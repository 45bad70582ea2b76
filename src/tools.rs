// Profile Gate - Tool Executors
// Copyright 2026 Joseph Stone - All Rights Reserved
//
// One executor per catalog entry. Arguments arrive already validated
// against the tool's ParamSpecs, so lookups here only interpret them.
// leave_message's store append and session grant live in the dispatcher;
// this module builds the submission and the result payload.

use crate::catalog::{AccessTier, Catalog};
use crate::gate;
use crate::guestbook::{GuestbookEntry, MessageSubmission};
use crate::profile::ProfileStore;
use serde_json::{json, Map, Value};

/// Read-only view over validated tool arguments
#[derive(Debug, Clone, Copy)]
pub struct Arguments<'a>(&'a Map<String, Value>);

impl<'a> Arguments<'a> {
    pub fn new(args: &'a Map<String, Value>) -> Self {
        Self(args)
    }

    /// Trimmed string argument; empty or whitespace counts as absent
    pub fn text(&self, name: &str) -> Option<&'a str> {
        self.0
            .get(name)
            .and_then(Value::as_str)
            .map(str::trim)
            .filter(|s| !s.is_empty())
    }

    /// Boolean argument, false when absent
    pub fn flag(&self, name: &str) -> bool {
        self.0.get(name).and_then(Value::as_bool).unwrap_or(false)
    }

    pub fn count(&self, name: &str) -> Option<usize> {
        self.0
            .get(name)
            .and_then(Value::as_u64)
            .map(|n| usize::try_from(n).unwrap_or(usize::MAX))
    }
}

/// get_profile: profile fields plus the tier overview
pub fn get_profile(store: &ProfileStore, catalog: &Catalog, intent_header: &str) -> Value {
    let mut result = json!(store.profile());
    if let Some(obj) = result.as_object_mut() {
        obj.insert("access".to_string(), gate::access_summary(catalog, intent_header));
    }
    result
}

pub fn get_projects(store: &ProfileStore, args: Arguments<'_>) -> Value {
    let projects = store.projects(args.text("tag"), args.flag("featured_only"));
    json!({"count": projects.len(), "projects": projects})
}

pub fn get_writing(store: &ProfileStore, args: Arguments<'_>) -> Value {
    let writing = store.writing(args.text("platform"), args.count("limit"));
    json!({"count": writing.len(), "writing": writing})
}

pub fn get_experience(store: &ProfileStore, args: Arguments<'_>) -> Value {
    let experience = store.experience(args.flag("current_only"));
    json!({"count": experience.len(), "experience": experience})
}

pub fn get_skills(store: &ProfileStore, args: Arguments<'_>) -> Value {
    let skills = store.skills(args.text("category"));
    json!({"count": skills.len(), "skills": skills})
}

/// Guestbook submission from leave_message arguments
pub fn submission(args: Arguments<'_>) -> MessageSubmission {
    MessageSubmission::new(
        args.text("name").unwrap_or_default(),
        args.text("message").unwrap_or_default(),
        args.text("agent_id"),
        args.text("contact"),
    )
}

/// Result of a recorded leave_message
pub fn leave_message_result(entry: &GuestbookEntry, catalog: &Catalog) -> Value {
    let unlocked = catalog.names_in(AccessTier::Gated);
    json!({
        "status": "received",
        "id": entry.id,
        "access_granted": true,
        "unlocked_tools": unlocked,
        "message": format!(
            "Thanks, {}. Your message was recorded and {} are now available to you.",
            entry.name,
            unlocked.join(" and ")
        ),
    })
}

// ============================================================================
// TESTS
// ============================================================================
···
| PROBLEM TO WORK ON |
Which lines of the data contain the string "flag"? Copy each of them.

| EXERCISE OUTPUT |
    pub fn flag(&self, name: &str) -> bool {
    let projects = store.projects(args.text("tag"), args.flag("featured_only"));
    let experience = store.experience(args.flag("current_only"));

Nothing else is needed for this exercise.